How is Cyclospora spread?
Cyclospora is spread by eating or drinking contaminated food or water. Person-to-person spread is unlikely. Outbreaks in the United States have been associated with imported raspberries and with other fresh produce. Although the route of transmission is unclear, animals may play some role in transmission.
What are the symptoms of Cyclospora?
Watery diarrhea is the most common symptom. It may last a few days to a month or longer. Symptoms may subside and then relapse. Other symptoms may include loss of appetite, weight loss, muscle aches, nausea, vomiting and fatigue.
How soon after exposure do symptoms appear?

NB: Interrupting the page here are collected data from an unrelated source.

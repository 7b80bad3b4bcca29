//! Shared fixtures for the sync integration tests

#![allow(dead_code)]

use async_trait::async_trait;
use serde_json::{json, Value};
use std::sync::atomic::{AtomicBool, Ordering};
use std::sync::{Arc, Mutex};
use std::time::Duration;
use tokio::sync::Semaphore;

use bigsync_model::{
    ConnectionInfo, LocalFileStore, MemoryFileStore, ModelError, PropertyKey, ResourcePath,
    StoreEntry,
};
use bigsync_rest::testing::RecordingTransport;
use bigsync_rest::{HttpResponse, Method, ReachabilityProbe};
use bigsync_sync::{AppContext, SyncConfig, SyncDecision, SyncPrompt};

pub const CONNECTION: &str = "lab";

/// Prompt answering with a fixed decision and remembering what it was asked
pub struct ScriptedPrompt {
    decision: Mutex<SyncDecision>,
    pub asked: Mutex<Vec<Vec<ResourcePath>>>,
}

impl ScriptedPrompt {
    pub fn new(decision: SyncDecision) -> Arc<Self> {
        Arc::new(Self {
            decision: Mutex::new(decision),
            asked: Mutex::new(Vec::new()),
        })
    }

    pub fn answer(&self, decision: SyncDecision) {
        *self.decision.lock().unwrap() = decision;
    }

    pub fn questions(&self) -> Vec<Vec<ResourcePath>> {
        self.asked.lock().unwrap().clone()
    }
}

#[async_trait]
impl SyncPrompt for ScriptedPrompt {
    async fn choose(&self, _connection: &str, edited: &[ResourcePath]) -> SyncDecision {
        self.asked.lock().unwrap().push(edited.to_vec());
        self.decision.lock().unwrap().clone()
    }
}

/// Probe that holds every caller until the test opens the gate
pub struct GatedProbe {
    gate: Semaphore,
}

impl GatedProbe {
    pub fn closed() -> Arc<Self> {
        Arc::new(Self {
            gate: Semaphore::new(0),
        })
    }

    pub fn open(&self) {
        self.gate.add_permits(1);
    }
}

#[async_trait]
impl ReachabilityProbe for GatedProbe {
    async fn is_reachable(&self, _host: &str, _port: u16, _timeout: Duration) -> bool {
        self.gate.acquire().await.is_ok()
    }
}

/// In-memory store whose property writes can be switched to fail
#[derive(Default)]
pub struct LockableProperties {
    inner: MemoryFileStore,
    locked: AtomicBool,
}

impl LockableProperties {
    pub fn lock(&self) {
        self.locked.store(true, Ordering::SeqCst);
    }
}

impl LocalFileStore for LockableProperties {
    fn exists(&self, path: &ResourcePath) -> bool {
        self.inner.exists(path)
    }

    fn read_all(&self, path: &ResourcePath) -> bigsync_model::Result<Vec<u8>> {
        self.inner.read_all(path)
    }

    fn write(
        &self,
        path: &ResourcePath,
        contents: &[u8],
        create: bool,
    ) -> bigsync_model::Result<()> {
        self.inner.write(path, contents, create)
    }

    fn modification_stamp(&self, path: &ResourcePath) -> bigsync_model::Result<i64> {
        self.inner.modification_stamp(path)
    }

    fn set_modification_stamp(&self, path: &ResourcePath, stamp: i64) -> bigsync_model::Result<()> {
        self.inner.set_modification_stamp(path, stamp)
    }

    fn create_folder_recursive(&self, path: &ResourcePath) -> bigsync_model::Result<()> {
        self.inner.create_folder_recursive(path)
    }

    fn list(&self, path: &ResourcePath) -> bigsync_model::Result<Vec<StoreEntry>> {
        self.inner.list(path)
    }

    fn delete(&self, path: &ResourcePath) -> bigsync_model::Result<()> {
        self.inner.delete(path)
    }

    fn persistent_property(
        &self,
        project: &str,
        key: &PropertyKey,
    ) -> bigsync_model::Result<Option<String>> {
        self.inner.persistent_property(project, key)
    }

    fn set_persistent_property(
        &self,
        project: &str,
        key: &PropertyKey,
        value: Option<&str>,
    ) -> bigsync_model::Result<()> {
        if self.locked.load(Ordering::SeqCst) {
            return Err(ModelError::Io(std::io::Error::new(
                std::io::ErrorKind::PermissionDenied,
                "properties are read-only",
            )));
        }
        self.inner.set_persistent_property(project, key, value)
    }

    fn clear_persistent_properties(&self, project: &str) -> bigsync_model::Result<()> {
        self.inner.clear_persistent_properties(project)
    }
}

pub struct Fixture {
    pub store: Arc<MemoryFileStore>,
    pub transport: Arc<RecordingTransport>,
    pub prompt: Arc<ScriptedPrompt>,
    pub ctx: Arc<AppContext>,
}

pub fn config() -> SyncConfig {
    SyncConfig {
        pacing_ms: 0,
        ..SyncConfig::default()
    }
}

pub async fn fixture_with_probe(probe: Arc<dyn ReachabilityProbe>) -> Fixture {
    let store = Arc::new(MemoryFileStore::new());
    let transport = Arc::new(RecordingTransport::new());
    let prompt = ScriptedPrompt::new(SyncDecision::ProceedWithoutSync);
    let ctx = AppContext::new(config(), store.clone(), transport.clone(), probe, prompt.clone())
        .expect("context");
    ctx.add_connection(
        CONNECTION,
        ConnectionInfo::new("bigip.lab").with_credentials("admin", "admin"),
    )
    .await
    .expect("connection");
    Fixture {
        store,
        transport,
        prompt,
        ctx: Arc::new(ctx),
    }
}

pub async fn fixture() -> Fixture {
    fixture_with_probe(Arc::new(bigsync_rest::testing::StaticProbe(true))).await
}

pub fn path(raw: &str) -> ResourcePath {
    ResourcePath::parse(raw).unwrap()
}

pub fn version_document(version: &str) -> Value {
    json!({
        "entries": {
            "https://localhost/mgmt/tm/sys/version/0": {
                "nestedStats": { "entries": { "Version": { "description": version } } }
            }
        }
    })
}

/// Answer the listing endpoints of a small LTM + iLX device
pub fn serve_device(transport: &RecordingTransport, version: &str) {
    transport.route(Method::Get, "sys/version", 200, version_document(version));
    transport.route(
        Method::Get,
        "sys/provision",
        200,
        json!({"items": [
            {"name": "ltm", "level": "nominal"},
            {"name": "gtm", "level": "none"},
            {"name": "ilx", "level": "nominal"}
        ]}),
    );
    transport.route(Method::Get, "auth/partition", 200, json!({"items": [{"name": "Common"}]}));
    serve_rules(
        transport,
        &[
            ("redirect", "when HTTP_REQUEST { HTTP::redirect / }"),
            ("block", "when CLIENT_ACCEPTED { reject }"),
        ],
    );
    let hosts = json!({
        "name": "hosts",
        "partition": "Common",
        "type": "ip",
        "records": [{"name": "10.0.0.1/32", "data": "web"}]
    });
    transport.route(
        Method::Get,
        "ltm/data-group/internal",
        200,
        json!({ "items": [hosts.clone()] }),
    );
    transport.route(Method::Get, "~Common~hosts", 200, hosts);
    transport.route(
        Method::Get,
        "ilx/workspace",
        200,
        json!({"items": [{
            "name": "ws",
            "partition": "Common",
            "extensions": [{"name": "ext", "files": [{"name": "index.js"}]}],
            "rules": []
        }]}),
    );
    transport.route_reply(
        Method::Get,
        "file,index.js",
        Ok(HttpResponse::new(200, "module.exports = {};")),
    );
    transport.route(Method::Get, "iapp/directory", 200, json!({"items": []}));
}

/// Replace the LTM rule listing and answer GETs of the listed rules
pub fn serve_rules(transport: &RecordingTransport, rules: &[(&str, &str)]) {
    let items: Vec<Value> = rules
        .iter()
        .map(|(name, body)| json!({"name": name, "partition": "Common", "apiAnonymous": body}))
        .collect();
    transport.route(Method::Get, "ltm/rule", 200, json!({ "items": items }));
    for item in items {
        let name = item["name"].as_str().unwrap_or_default().to_string();
        transport.route(Method::Get, &format!("ltm/rule/~Common~{}/", name), 200, item);
    }
}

The incubation period is approximately one week after consuming contaminated food or water.
How is it diagnosed?
A stool test performed at a laboratory is needed to make the diagnosis. The immature stage of the Cyclospora parasite (oocyst) can be identified using specialized laboratory methods. Routine stool tests may fail to detect this parasite so health care providers must specifically request the laboratory test for Cyclospora when this infection is suspected in a patient.
How is it treated?
The recommended treatment involves a combination antibiotic called trimethoprim-sulfamethoxazole, also known as Bactrim or Septra.
What can be done to minimize the spread of Cyclospora?
Avoid water or food that may be contaminated with stool or feces. Thoroughly wash fruits and vegetables.